International diplomacy has had a year’s respite from the vexed debate and the nail-biting, cliffhanger negotiations of the Iran nuclear deal — but the uncertainties have persisted.
A year after the adoption of the Joint Comprehensive Plan of Action (JCPOA), questions concerning Iranian trustworthiness, the efficacy of inspections and the credibility of reinstating sanctions to punish violations, have refused to go away. No one could say for sure if Iran has even temporarily given up on its pursuit of nuclear weapons, and that the deal will hold much longer.
However, a German intelligence report released a few days ago puts an end to at least one of the uncertainties — that of Iranian intentions to keep their end of the bargain.
The report cited “clandestine” efforts to obtain illicit nuclear technology and equipment from German companies “at what is, even by international standards, a quantitatively high level.”
The Federal Office for the Protection of the Constitution, Germany’s equivalent of the FBI, says that it prevented most of the 90 recent attempts to acquire technology for nuclear arms development. It did not say what became of the attempts they were not able to stop.
The German revelations were seconded by The Institute for Science and International Security, which stated recently that Iran’s Atomic Energy Organization has been after carbon fiber, a material used in advanced centrifuge rotors. Tehran did not bother asking permission from the U.N.-affiliated panel responsible for regulating such procurements, as it was supposed to do. Furthermore, the quantity of carbon fiber — tons of it — was far in excess of any current needs, suggesting that Iran wants to stockpile it for a quick breakout and expansion of bomb-building when the time is right.

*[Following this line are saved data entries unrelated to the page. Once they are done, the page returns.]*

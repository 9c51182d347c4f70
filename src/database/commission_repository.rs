//! Commission Repository - Postgres implementation of `CommissionStore`
//!
//! The `commissions_one_per_payment` unique constraint is the concurrency
//! guard for inserts; a violation surfaces as `DuplicateCommission`. Updates
//! carry the previously read values in their WHERE clause so a concurrent
//! writer makes the update miss instead of being overwritten.

use async_trait::async_trait;
use chrono::{DateTime, Utc};
use rust_decimal::Decimal;
use sqlx::PgPool;
use tracing::debug;
use uuid::Uuid;

use crate::error::{CommissionError, CommissionResult};
use crate::models::*;
use crate::store::CommissionStore;

/// Postgres-backed commission store
#[derive(Clone, Debug)]
pub struct PgCommissionStore {
    pool: PgPool,
}

impl PgCommissionStore {
    pub fn new(pool: PgPool) -> Self {
        Self { pool }
    }

    async fn shop_exists(&self, shop_id: Uuid) -> CommissionResult<bool> {
        let exists: bool =
            sqlx::query_scalar("SELECT EXISTS (SELECT 1 FROM shops WHERE shop_id = $1)")
                .bind(shop_id)
                .fetch_one(&self.pool)
                .await?;
        Ok(exists)
    }
}

// ============================================================================
// Private FromRow types, converted to domain types via TryFrom
// ============================================================================

#[derive(sqlx::FromRow)]
struct PaymentRow {
    payment_id: Uuid,
    shop_id: Uuid,
    amount: Decimal,
    status: String,
    created_at: DateTime<Utc>,
}

impl TryFrom<PaymentRow> for Payment {
    type Error = CommissionError;

    fn try_from(r: PaymentRow) -> Result<Self, Self::Error> {
        Ok(Self {
            payment_id: r.payment_id,
            shop_id: r.shop_id,
            amount: r.amount,
            status: r.status.parse()?,
            created_at: r.created_at,
        })
    }
}

#[derive(sqlx::FromRow)]
struct ShopRow {
    shop_id: Uuid,
    name: String,
    category: Option<String>,
    agent_id: Option<Uuid>,
    operator_id: Option<Uuid>,
}

impl From<ShopRow> for Shop {
    fn from(r: ShopRow) -> Self {
        Self {
            shop_id: r.shop_id,
            name: r.name,
            category: r.category,
            agent_id: r.agent_id,
            operator_id: r.operator_id,
        }
    }
}

#[derive(sqlx::FromRow)]
struct ReferralRow {
    request_id: Uuid,
    operator_id: Uuid,
    agent_id: Uuid,
    status: String,
    created_at: DateTime<Utc>,
}

impl TryFrom<ReferralRow> for ReferralRequest {
    type Error = CommissionError;

    fn try_from(r: ReferralRow) -> Result<Self, Self::Error> {
        Ok(Self {
            request_id: r.request_id,
            operator_id: r.operator_id,
            agent_id: r.agent_id,
            status: r.status.parse()?,
            created_at: r.created_at,
        })
    }
}

#[derive(sqlx::FromRow)]
struct CommissionRow {
    commission_id: Uuid,
    payment_id: Uuid,
    shop_id: Uuid,
    agent_id: Option<Uuid>,
    operator_id: Option<Uuid>,
    agent_amount: Decimal,
    operator_amount: Decimal,
    company_amount: Decimal,
    total_amount: Decimal,
    status: String,
    created_at: DateTime<Utc>,
    updated_at: DateTime<Utc>,
}

impl TryFrom<CommissionRow> for Commission {
    type Error = CommissionError;

    fn try_from(r: CommissionRow) -> Result<Self, Self::Error> {
        Ok(Self {
            commission_id: r.commission_id,
            payment_id: r.payment_id,
            shop_id: r.shop_id,
            agent_id: r.agent_id,
            operator_id: r.operator_id,
            agent_amount: r.agent_amount,
            operator_amount: r.operator_amount,
            company_amount: r.company_amount,
            total_amount: r.total_amount,
            status: r.status.parse()?,
            created_at: r.created_at,
            updated_at: r.updated_at,
        })
    }
}

#[derive(sqlx::FromRow)]
struct ReportRow {
    payment_id: Uuid,
    payment_date: DateTime<Utc>,
    shop_name: String,
    category: Option<String>,
    payment_amount: Decimal,
    agent_name: Option<String>,
    agent_amount: Decimal,
    operator_name: Option<String>,
    operator_amount: Decimal,
    company_amount: Decimal,
    status: String,
}

impl TryFrom<ReportRow> for CommissionReportRow {
    type Error = CommissionError;

    fn try_from(r: ReportRow) -> Result<Self, Self::Error> {
        Ok(Self {
            payment_id: r.payment_id,
            payment_date: r.payment_date,
            shop_name: r.shop_name,
            category: r.category,
            payment_amount: r.payment_amount,
            agent_name: r.agent_name,
            agent_amount: r.agent_amount,
            operator_name: r.operator_name,
            operator_amount: r.operator_amount,
            company_amount: r.company_amount,
            status: r.status.parse()?,
        })
    }
}

const COMMISSION_COLUMNS: &str = r#"
    commission_id, payment_id, shop_id, agent_id, operator_id,
    agent_amount, operator_amount, company_amount, total_amount,
    status, created_at, updated_at
"#;

fn convert_all<R, T>(rows: Vec<R>) -> CommissionResult<Vec<T>>
where
    T: TryFrom<R, Error = CommissionError>,
{
    rows.into_iter().map(T::try_from).collect()
}

#[async_trait]
impl CommissionStore for PgCommissionStore {
    async fn load_payment(&self, payment_id: Uuid) -> CommissionResult<Option<Payment>> {
        let row = sqlx::query_as::<_, PaymentRow>(
            r#"
            SELECT payment_id, shop_id, amount, status, created_at
            FROM payments
            WHERE payment_id = $1
            "#,
        )
        .bind(payment_id)
        .fetch_optional(&self.pool)
        .await?;

        row.map(Payment::try_from).transpose()
    }

    async fn successful_payments(&self) -> CommissionResult<Vec<Payment>> {
        let rows = sqlx::query_as::<_, PaymentRow>(
            r#"
            SELECT payment_id, shop_id, amount, status, created_at
            FROM payments
            WHERE status = 'success'
            ORDER BY created_at, payment_id
            "#,
        )
        .fetch_all(&self.pool)
        .await?;

        convert_all(rows)
    }

    async fn successful_payments_for_user(
        &self,
        user_id: Uuid,
    ) -> CommissionResult<Vec<Payment>> {
        let rows = sqlx::query_as::<_, PaymentRow>(
            r#"
            SELECT p.payment_id, p.shop_id, p.amount, p.status, p.created_at
            FROM payments p
            JOIN shops s ON s.shop_id = p.shop_id
            WHERE p.status = 'success'
              AND (
                s.agent_id = $1
                OR s.operator_id = $1
                OR s.agent_id IN (
                    SELECT agent_id FROM referral_requests
                    WHERE operator_id = $1 AND status = 'approved'
                )
              )
            ORDER BY p.created_at, p.payment_id
            "#,
        )
        .bind(user_id)
        .fetch_all(&self.pool)
        .await?;

        convert_all(rows)
    }

    async fn load_shop(&self, shop_id: Uuid) -> CommissionResult<Option<Shop>> {
        let row = sqlx::query_as::<_, ShopRow>(
            r#"
            SELECT shop_id, name, category, agent_id, operator_id
            FROM shops
            WHERE shop_id = $1
            "#,
        )
        .bind(shop_id)
        .fetch_optional(&self.pool)
        .await?;

        Ok(row.map(Shop::from))
    }

    async fn cache_shop_operator(
        &self,
        shop_id: Uuid,
        operator_id: Uuid,
    ) -> CommissionResult<bool> {
        let result = sqlx::query(
            r#"
            UPDATE shops
            SET operator_id = $2
            WHERE shop_id = $1 AND operator_id IS NULL
            "#,
        )
        .bind(shop_id)
        .bind(operator_id)
        .execute(&self.pool)
        .await?;

        if result.rows_affected() == 1 {
            return Ok(true);
        }
        if !self.shop_exists(shop_id).await? {
            return Err(CommissionError::ShopNotFound { shop_id });
        }
        Ok(false)
    }

    async fn clear_shop_operator(&self, shop_id: Uuid) -> CommissionResult<()> {
        let result = sqlx::query("UPDATE shops SET operator_id = NULL WHERE shop_id = $1")
            .bind(shop_id)
            .execute(&self.pool)
            .await?;

        if result.rows_affected() == 0 {
            return Err(CommissionError::ShopNotFound { shop_id });
        }
        Ok(())
    }

    async fn first_approved_referral(
        &self,
        agent_id: Uuid,
    ) -> CommissionResult<Option<ReferralRequest>> {
        let row = sqlx::query_as::<_, ReferralRow>(
            r#"
            SELECT request_id, operator_id, agent_id, status, created_at
            FROM referral_requests
            WHERE agent_id = $1 AND status = 'approved'
            ORDER BY created_at ASC, created_seq ASC
            LIMIT 1
            "#,
        )
        .bind(agent_id)
        .fetch_optional(&self.pool)
        .await?;

        row.map(ReferralRequest::try_from).transpose()
    }

    async fn find_commission(&self, payment_id: Uuid) -> CommissionResult<Option<Commission>> {
        let sql = format!(
            "SELECT {} FROM commissions WHERE payment_id = $1",
            COMMISSION_COLUMNS
        );
        let row = sqlx::query_as::<_, CommissionRow>(&sql)
            .bind(payment_id)
            .fetch_optional(&self.pool)
            .await?;

        row.map(Commission::try_from).transpose()
    }

    async fn insert_commission(&self, new: &NewCommission) -> CommissionResult<Commission> {
        let sql = format!(
            r#"
            INSERT INTO commissions
                (commission_id, payment_id, shop_id, agent_id, operator_id,
                 agent_amount, operator_amount, company_amount, total_amount, status)
            VALUES ($1, $2, $3, $4, $5, $6, $7, $8, $9, 'pending')
            RETURNING {}
            "#,
            COMMISSION_COLUMNS
        );

        let result = sqlx::query_as::<_, CommissionRow>(&sql)
            .bind(Uuid::new_v4())
            .bind(new.payment_id)
            .bind(new.shop_id)
            .bind(new.agent_id)
            .bind(new.operator_id)
            .bind(new.breakdown.agent_amount)
            .bind(new.breakdown.operator_amount)
            .bind(new.breakdown.company_amount)
            .bind(new.breakdown.total_amount)
            .fetch_one(&self.pool)
            .await;

        match result {
            Ok(row) => Commission::try_from(row),
            Err(sqlx::Error::Database(db)) if db.is_unique_violation() => {
                debug!(payment_id = %new.payment_id, "Commission insert hit unique constraint");
                Err(CommissionError::DuplicateCommission {
                    payment_id: new.payment_id,
                })
            }
            Err(e) => Err(e.into()),
        }
    }

    async fn update_commission(
        &self,
        expected: &Commission,
        patch: &CommissionPatch,
    ) -> CommissionResult<Option<Commission>> {
        let sql = format!(
            r#"
            UPDATE commissions
            SET agent_id = $2,
                operator_id = $3,
                agent_amount = $4,
                operator_amount = $5,
                company_amount = $6,
                updated_at = NOW()
            WHERE payment_id = $1
              AND agent_id IS NOT DISTINCT FROM $7
              AND operator_id IS NOT DISTINCT FROM $8
              AND agent_amount = $9
              AND operator_amount = $10
              AND company_amount = $11
              AND status = $12
            RETURNING {}
            "#,
            COMMISSION_COLUMNS
        );

        let row = sqlx::query_as::<_, CommissionRow>(&sql)
            .bind(expected.payment_id)
            .bind(patch.agent_id)
            .bind(patch.operator_id)
            .bind(patch.agent_amount)
            .bind(patch.operator_amount)
            .bind(patch.company_amount)
            .bind(expected.agent_id)
            .bind(expected.operator_id)
            .bind(expected.agent_amount)
            .bind(expected.operator_amount)
            .bind(expected.company_amount)
            .bind(expected.status.as_str())
            .fetch_optional(&self.pool)
            .await?;

        row.map(Commission::try_from).transpose()
    }

    async fn set_commission_status(
        &self,
        payment_id: Uuid,
        status: CommissionStatus,
    ) -> CommissionResult<Commission> {
        let sql = format!(
            r#"
            UPDATE commissions
            SET status = $2, updated_at = NOW()
            WHERE payment_id = $1
            RETURNING {}
            "#,
            COMMISSION_COLUMNS
        );

        let row = sqlx::query_as::<_, CommissionRow>(&sql)
            .bind(payment_id)
            .bind(status.as_str())
            .fetch_optional(&self.pool)
            .await?
            .ok_or(CommissionError::CommissionNotFound { payment_id })?;

        Commission::try_from(row)
    }

    async fn list_commissions(&self) -> CommissionResult<Vec<Commission>> {
        let sql = format!(
            "SELECT {} FROM commissions ORDER BY created_at, payment_id",
            COMMISSION_COLUMNS
        );
        let rows = sqlx::query_as::<_, CommissionRow>(&sql)
            .fetch_all(&self.pool)
            .await?;

        convert_all(rows)
    }

    async fn commission_report(&self) -> CommissionResult<Vec<CommissionReportRow>> {
        let rows = sqlx::query_as::<_, ReportRow>(
            r#"
            SELECT c.payment_id,
                   p.created_at AS payment_date,
                   s.name AS shop_name,
                   s.category,
                   p.amount AS payment_amount,
                   a.name AS agent_name,
                   c.agent_amount,
                   o.name AS operator_name,
                   c.operator_amount,
                   c.company_amount,
                   c.status
            FROM commissions c
            JOIN payments p ON p.payment_id = c.payment_id
            JOIN shops s ON s.shop_id = c.shop_id
            LEFT JOIN users a ON a.user_id = c.agent_id
            LEFT JOIN users o ON o.user_id = c.operator_id
            ORDER BY p.created_at, c.payment_id
            "#,
        )
        .fetch_all(&self.pool)
        .await?;

        convert_all(rows)
    }
}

Thus, Iranian cheating can be moved from the column of fears and suspicions and placed into the column of established facts.
The uncertainty about the resolve of the world powers to enforce the agreement was also highlighted after news of the cheating was out.
When asked about the revelations from German intel and the Institute for Science and International Security, the State Department spokesman replied, “We have absolutely no indication that Iran has procured any materials in violation of the JCPOA.”
He did not however deny that Iran has been sneaking around, trying to get hold of things they have agreed not to. The State Department spokesman was well aware of those reports and did not dispute them.
What he did say was that they have no indication of procurement, i.e., that Iranian agents succeeded in their clandestine efforts. By the same token, of course, the State Department has no indication they didn’t. They just don’t know. In any case, there was absolutely no indication that the State Department was concerned enough about the charges to investigate further.
As senior foreign policy expert Elliott Abrams points out, “This kind of response will only encourage Iran to cheat more, secure in the knowledge that Obama administration officials will not call them out on it, nor choose any serious one of the ‘plenty of options’ it says it has. This means that Iran’s breakout time will diminish, and the danger to its neighbors and to the United States will grow and grow.”
It could be argued that Tehran was only testing the ground to see if the western intelligence agencies were astute enough to detect their undercover activity. But that now, having been exposed in their cheating, embarrassed and frustrated, the Iranians will back off.
This is not the view of German security officials. On the contrary. Their report notes “a further increase in the already considerable procurement efforts in connection with Iran’s ambitious missile technology program which could among other things potentially serve to deliver nuclear weapons. Against this backdrop it is safe to expect that Iran will continue its intensive procurement activities in Germany using clandestine methods to achieve its objectives.”
But the uncertainty over whether the Iran deal will hold together has not diminished. Opponents of the deal in both Tehran and Washington have been threatening a rollback. No fewer than three Republican-backed measures to revise the JCPOA are set for a vote in the House this week; and Donald Trump declared that if elected he will renegotiate it.
From Tehran’s Supreme Leader Ayatollah Ali Khamenei came another sample of his now-familiar style of diplomatic chat:
“We do not violate the deal, but if the other party violates it, if they tear the agreement up, we will light it on fire.”
The Ayatollah can put away the lighter fluid. The White House has said that President Obama will veto any of the Republican bills that reach his desk.
Why is the administration so steadfast in its defense of an agreement with such glaring inadequacies? Because without it, “we would have been forced to confront the reality of how to address Iran’s nuclear program in a world where diplomacy had failed,” Stephen Mull, the State Department’s lead coordinator for Iran nuclear implementation, said Tuesday at a Bipartisan Policy Center conference in Washington.
Many wonder however whether that is precisely the reality we must address even now.